#### Working data ####
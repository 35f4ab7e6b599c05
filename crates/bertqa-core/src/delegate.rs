//! Hardware acceleration delegate selection.
//!
//! The engine can run on a GPU delegate, on the platform's neural network
//! accelerator (NNAPI), or on a fixed-size CPU thread pool. Which one is used is
//! decided once per model load by [`select_delegate`], a pure function of the
//! device's reported capabilities.

use std::fmt;
use std::str::FromStr;

use crate::CoreError;

/// Minimum platform version (Android 8.1, API level 27) that ships NNAPI.
pub const NNAPI_MIN_PLATFORM_VERSION: u32 = 27;

/// Thread count used when neither accelerator is available.
pub const CPU_FALLBACK_THREADS: usize = 4;

/// Acceleration backend the engine runs on.
#[derive(Debug, Clone, Copy, PartialEq, Eq)]
pub enum Delegate {
    Gpu,
    Nnapi,
    Cpu { num_threads: usize },
}

impl fmt::Display for Delegate {
    fn fmt(&self, f: &mut fmt::Formatter<'_>) -> fmt::Result {
        match self {
            Self::Gpu => f.write_str("gpu"),
            Self::Nnapi => f.write_str("nnapi"),
            Self::Cpu { num_threads } => write!(f, "cpu:{num_threads}"),
        }
    }
}

impl FromStr for Delegate {
    type Err = CoreError;

    /// Parses `gpu`, `nnapi`, `cpu` (fallback thread count) or `cpu:<threads>`.
    fn from_str(s: &str) -> Result<Self, Self::Err> {
        let lower = s.trim().to_ascii_lowercase();
        match lower.as_str() {
            "gpu" => Ok(Self::Gpu),
            "nnapi" => Ok(Self::Nnapi),
            "cpu" => Ok(Self::Cpu {
                num_threads: CPU_FALLBACK_THREADS,
            }),
            other => other
                .strip_prefix("cpu:")
                .and_then(|n| n.parse::<usize>().ok())
                .filter(|&n| n > 0)
                .map(|num_threads| Self::Cpu { num_threads })
                .ok_or_else(|| CoreError::UnknownDelegate(s.to_string())),
        }
    }
}

/// What the device reports about its acceleration support.
pub trait DeviceCapabilities {
    /// Whether the GPU delegate is supported on this device.
    fn gpu_delegate_supported(&self) -> bool;

    /// Platform (OS API) version of the device.
    fn platform_version(&self) -> u32;
}

/// Static snapshot of device capabilities.
#[derive(Debug, Clone, Copy, PartialEq, Eq, Default)]
pub struct DeviceProfile {
    pub gpu_delegate_supported: bool,
    pub platform_version: u32,
}

impl DeviceCapabilities for DeviceProfile {
    fn gpu_delegate_supported(&self) -> bool {
        self.gpu_delegate_supported
    }

    fn platform_version(&self) -> u32 {
        self.platform_version
    }
}

/// Thresholds used by [`select_delegate`].
#[derive(Debug, Clone, Copy, PartialEq, Eq)]
pub struct DelegatePolicy {
    pub nnapi_min_platform_version: u32,
    pub cpu_threads: usize,
}

impl Default for DelegatePolicy {
    fn default() -> Self {
        Self {
            nnapi_min_platform_version: NNAPI_MIN_PLATFORM_VERSION,
            cpu_threads: CPU_FALLBACK_THREADS,
        }
    }
}

/// Pick a delegate in priority order: GPU, then NNAPI, then CPU threads.
pub fn select_delegate(caps: &impl DeviceCapabilities, policy: &DelegatePolicy) -> Delegate {
    if caps.gpu_delegate_supported() {
        Delegate::Gpu
    } else if caps.platform_version() >= policy.nnapi_min_platform_version {
        Delegate::Nnapi
    } else {
        Delegate::Cpu {
            num_threads: policy.cpu_threads,
        }
    }
}

#[cfg(test)]
mod tests {
    use super::*;

    fn profile(gpu: bool, version: u32) -> DeviceProfile {
        DeviceProfile {
            gpu_delegate_supported: gpu,
            platform_version: version,
        }
    }

    #[test]
    fn gpu_wins_when_supported() {
        let policy = DelegatePolicy::default();
        assert_eq!(select_delegate(&profile(true, 21), &policy), Delegate::Gpu);
        assert_eq!(select_delegate(&profile(true, 34), &policy), Delegate::Gpu);
    }

    #[test]
    fn nnapi_when_platform_new_enough() {
        let policy = DelegatePolicy::default();
        assert_eq!(select_delegate(&profile(false, 27), &policy), Delegate::Nnapi);
        assert_eq!(select_delegate(&profile(false, 33), &policy), Delegate::Nnapi);
    }

    #[test]
    fn cpu_fallback_uses_four_threads() {
        let policy = DelegatePolicy::default();
        assert_eq!(
            select_delegate(&profile(false, 26), &policy),
            Delegate::Cpu { num_threads: 4 }
        );
        assert_eq!(
            select_delegate(&profile(false, 0), &policy),
            Delegate::Cpu { num_threads: 4 }
        );
    }

    #[test]
    fn selection_is_deterministic() {
        let policy = DelegatePolicy::default();
        let caps = profile(false, 26);
        let first = select_delegate(&caps, &policy);
        for _ in 0..10 {
            assert_eq!(select_delegate(&caps, &policy), first);
        }
    }

    #[test]
    fn custom_policy_thresholds() {
        let policy = DelegatePolicy {
            nnapi_min_platform_version: 30,
            cpu_threads: 2,
        };
        assert_eq!(
            select_delegate(&profile(false, 29), &policy),
            Delegate::Cpu { num_threads: 2 }
        );
        assert_eq!(select_delegate(&profile(false, 30), &policy), Delegate::Nnapi);
    }

    #[test]
    fn parse_delegates() {
        assert_eq!("gpu".parse::<Delegate>().unwrap(), Delegate::Gpu);
        assert_eq!("NNAPI".parse::<Delegate>().unwrap(), Delegate::Nnapi);
        assert_eq!(
            "cpu".parse::<Delegate>().unwrap(),
            Delegate::Cpu { num_threads: 4 }
        );
        assert_eq!(
            "cpu:8".parse::<Delegate>().unwrap(),
            Delegate::Cpu { num_threads: 8 }
        );
    }

    #[test]
    fn parse_rejects_unknown() {
        assert!("tpu".parse::<Delegate>().is_err());
        assert!("cpu:0".parse::<Delegate>().is_err());
        assert!("cpu:many".parse::<Delegate>().is_err());
    }

    #[test]
    fn display_matches_parse() {
        for d in [Delegate::Gpu, Delegate::Nnapi, Delegate::Cpu { num_threads: 3 }] {
            assert_eq!(d.to_string().parse::<Delegate>().unwrap(), d);
        }
    }
}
####
_Required action_: Copy here each line of the preceding records with "accelerator" in it.

_Your response_:
//! accelerator (NNAPI), or on a fixed-size CPU thread pool. Which one is used is
/// Thread count used when neither accelerator is available.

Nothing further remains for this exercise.